Le bus. En fait, non. Le terminal. Le départ est fixé à 21h50. Bien sûr, du retard. J'ai du battre en retraite dans le minuscule corridor (ambiance sous-sol d'église des années 1970) qui sert de salle d'attente. Apparemment, je suis le seul à trouver qu'il fait froid. La longue ligne d'étudiants qui s'apprêtent (en sens contraire) à regagner la ville reine ne bouge pas d'un pouce. Heureusement d'ailleurs. Je ne suis pas enclin à partager mon nouvel espace vital. Je tue le temps en relevant de façon compulsive mes courriels (comme si j'allais recevoir une nouvelle importante un jeudi soir à 21h). Parfaitement absurde. Dans la vie d'un prof d'université, les nouvelles professionnelles importantes arrivent entre 10h et 16h (du mardi au jeudi). Allez savoir pourquoi...

Bref, alors qu'une fois de plus je m'apprête à vivre de précieuses minutes de ma vie en compagnie de mon téléphone, la porte s'ouvre et laisse entrer une autre victime de cette fin d'hiver. Le visage très jeune, un gros livre sous le bras. Les regards se croisent. Je ne sais pas si c'est de la timidité ou le résultat d'un manque de confiance chronique dans ma maîtrise de l'anglais, mais je n'ai jamais été très doué pour le small talk dans la langue de Shakespeare. La curiosité l'emporte sur le trouble compulsif. Je lâche le cell et la conversation s'engage. Chinois, et étudiant en commerce à Queen's. Un première année en plus (le monde est trop petit. Je vais surement l'avoir en classe l'automne prochain).

Son histoire me fascine. Au pays depuis 15 ans, Canadien depuis 5 ans, francophile. Ses parents sont des commerçants à Dongguan (une «petite» ville de 8 millions d'habitants). Il parait que les affaires sont devenues plus difficiles. Il attend sa copine. Question rituelle du professeur à l'étudiant: «What would you like to do when you finish the school?» Réponse (étonnante): «I'd like to run my own business... I don't understand why so many students just want to have a job». Fair enough. Pourquoi vouloir seulement un métier? Petit moment de solitude introspectif. Et moi?

«Lire l'avenir de la société dans les yeux des étudiants, c'est une des beautés d'être prof. »

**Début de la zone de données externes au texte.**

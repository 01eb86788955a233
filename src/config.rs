//! Runtime configuration for the terminal game.
//!
//! Values come from environment variables first, then command-line flags
//! (flags win):
//!
//! | Variable | Flag | Default |
//! |----------|------|---------|
//! | `CHEM_SORT_LEVEL` | `--level N` | 1 |
//! | `CHEM_SORT_SEED` | `--seed N` | system clock |
//! | `CHEM_SORT_CATALOG` | `--catalog PATH` | built-in catalog |
//! | `CHEM_SORT_USER` | `--user ID` | 1 |
//! | `CHEM_SORT_USERNAME` | `--username NAME` | none (play as `--user`) |

use std::path::PathBuf;
use std::time::{SystemTime, UNIX_EPOCH};

use anyhow::{anyhow, Result};

use crate::core::Catalog;
use crate::types::FIRST_LEVEL;

pub const ENV_LEVEL: &str = "CHEM_SORT_LEVEL";
pub const ENV_SEED: &str = "CHEM_SORT_SEED";
pub const ENV_CATALOG: &str = "CHEM_SORT_CATALOG";
pub const ENV_USER: &str = "CHEM_SORT_USER";
pub const ENV_USERNAME: &str = "CHEM_SORT_USERNAME";

#[derive(Debug, Clone, PartialEq, Eq)]
pub struct Config {
    pub level: u32,
    pub seed: Option<u64>,
    pub catalog_path: Option<PathBuf>,
    pub user_id: u64,
    /// Named account to create and play as; overrides `user_id`.
    pub username: Option<String>,
}

impl Default for Config {
    fn default() -> Self {
        Self {
            level: FIRST_LEVEL,
            seed: None,
            catalog_path: None,
            user_id: 1,
            username: None,
        }
    }
}

impl Config {
    /// Environment, then `args` (without the program name)
    pub fn load(args: &[String]) -> Result<Self> {
        let mut config = Self::from_vars(|key| std::env::var(key).ok())?;
        config.apply_args(args)?;
        Ok(config)
    }

    /// Build from a variable lookup (the process environment in `load`)
    pub fn from_vars<F>(get: F) -> Result<Self>
    where
        F: Fn(&str) -> Option<String>,
    {
        let mut config = Self::default();
        let non_empty = |key: &str| get(key).map(|v| v.trim().to_string()).filter(|v| !v.is_empty());

        if let Some(v) = non_empty(ENV_LEVEL) {
            config.level = parse_level(&v, ENV_LEVEL)?;
        }
        if let Some(v) = non_empty(ENV_SEED) {
            config.seed = Some(parse_number(&v, ENV_SEED)?);
        }
        if let Some(v) = non_empty(ENV_CATALOG) {
            config.catalog_path = Some(PathBuf::from(v));
        }
        if let Some(v) = non_empty(ENV_USER) {
            config.user_id = parse_number(&v, ENV_USER)?;
        }
        if let Some(v) = non_empty(ENV_USERNAME) {
            config.username = Some(v);
        }
        Ok(config)
    }

    pub fn apply_args(&mut self, args: &[String]) -> Result<()> {
        let mut i = 0usize;
        while i < args.len() {
            let flag = args[i].as_str();
            i += 1;
            let value = || {
                args.get(i)
                    .ok_or_else(|| anyhow!("missing value for {}", flag))
            };
            match flag {
                "--level" => self.level = parse_level(value()?, flag)?,
                "--seed" => self.seed = Some(parse_number(value()?, flag)?),
                "--catalog" => self.catalog_path = Some(PathBuf::from(value()?)),
                "--user" => self.user_id = parse_number(value()?, flag)?,
                "--username" => self.username = Some(value()?.clone()),
                other => return Err(anyhow!("unknown argument: {}", other)),
            }
            i += 1;
        }
        Ok(())
    }

    /// Configured seed, or one derived from the clock
    pub fn seed_or_clock(&self) -> u64 {
        self.seed.unwrap_or_else(|| {
            SystemTime::now()
                .duration_since(UNIX_EPOCH)
                .map(|d| d.as_nanos() as u64)
                .unwrap_or(1)
        })
    }

    /// The JSON catalog at `catalog_path`, or the built-in one
    pub fn load_catalog(&self) -> Result<Catalog> {
        let Some(path) = &self.catalog_path else {
            return Ok(Catalog::builtin()?);
        };
        let json = std::fs::read_to_string(path)
            .map_err(|e| anyhow!("read catalog {}: {}", path.display(), e))?;
        Catalog::from_json(&json).map_err(|e| anyhow!("catalog {}: {}", path.display(), e))
    }
}

fn parse_number<T: std::str::FromStr>(value: &str, what: &str) -> Result<T> {
    value
        .parse::<T>()
        .map_err(|_| anyhow!("invalid {} value: {}", what, value))
}

fn parse_level(value: &str, what: &str) -> Result<u32> {
    let level: u32 = parse_number(value, what)?;
    if level == 0 {
        return Err(anyhow!("{} must be at least 1", what));
    }
    Ok(level)
}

Pas vraiment le temps d'y répondre. Pas vraiment envie non plus. La fin de session conjuguée au grand froid est un très mauvais moment pour les questions existentielles. La copine est arrivée. Mon bus aussi. Un sympathique «take care» et me voilà de nouveau en compagnie du téléphone. Le temps de me dire quand même que le basculement de l'influence du nord au sud (ou de l'ouest vers l'est - enfin, ça, c'est si on parle depuis la vieille Europe) a atteint le point de non retour. De Dongguan à Kingston. La mondialisation est un défi permanent à l'improbable. Le temps aussi de prendre une note pour ne pas oublier de parler de Jaril un jour. Mon assistant d'enseignement. Vingt-deux ans, au pays depuis quinze ans, Canadien depuis un mois. De Manille à Kingston... Il rêve de travailler pour Google ou Facebook. Mais c'est pour commencer. Lui aussi ,je crois qu'il ne veut pas juste un métier.

Franchement, c'est une des beautés d'être prof. Lire l'avenir de la société dans les yeux des étudiants, dans leurs questions, dans leurs rêves, dans leurs projets, dans leur jeunesse. Ce que je viens de lire ce soir me plaît énormément. Du courage, de l'optimisme, de l'ambition et de nouvelles frontières.

On vient d'entrer sur la 401. Cela fait 34 minutes que je n'ai pas relevé ma boîte courriel. Cinq pressions du doigt. M'y voilà... et... vous n'avez aucun nouveau message. Il est 22h30. Le bus s'endort. Moi aussi.